Coming Home After Surgery — What Changes
The hospital discharge is not the end of your recovery. For many patients in the Philippines, the first 7–14 days at home are the most medically demanding — wound care, medication management, mobility restrictions, and monitoring for complications.
A PRC-licensed Registered Nurse at home during this period is not a luxury. For post-surgical patients, it is a clinical necessity.
What a Post-Surgical Home Nurse Does
An RN assigned to post-surgical care manages the clinical tasks your hospital would have handled — now delivered at your home.

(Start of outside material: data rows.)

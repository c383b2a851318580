use std::process::Command;

fn main() {
    println!("cargo:rerun-if-changed=build.rs");
    println!("cargo:rerun-if-env-changed=ESTATE_API_BASE_URL");
    if let Ok(output) = Command::new("git")
        .args(["describe", "--tags", "--abbrev=0"])
        .output()
    {
        if output.status.success() {
            if let Ok(tag) = String::from_utf8(output.stdout) {
                let tag = tag.trim();
                if !tag.is_empty() {
                    println!("cargo:rustc-env=GIT_TAG={tag}");
                }
            }
        }
    }
}
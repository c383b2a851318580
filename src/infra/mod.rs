//! Network and disk adapters.

pub mod api;
pub mod cache;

Wound care and dressing changes
Surgical wounds require sterile technique. This is not something a family member can safely manage without training. Your RN changes dressings, monitors for infection, and documents wound healing progress.
Medication administration
Post-surgical medications — pain management, antibiotics, anti-coagulants — require proper timing, dosing, and monitoring for side effects. Your RN administers oral and IV medications as ordered by your surgeon.
Vital signs monitoring
Blood pressure, heart rate, temperature, oxygen saturation, and respiratory rate are monitored at scheduled intervals. Early warning signs — fever, dropping BP, labored breathing — are caught before they become emergencies.
Drain and tube management
Surgical drains, urinary catheters, and nasogastric tubes require daily care and assessment. Improper handling causes infection. Your RN manages these safely.
Mobility and positioning
Correct positioning prevents pressure sores and deep vein thrombosis. Your nurse assists with repositioning, early mobilization, and transfer safety.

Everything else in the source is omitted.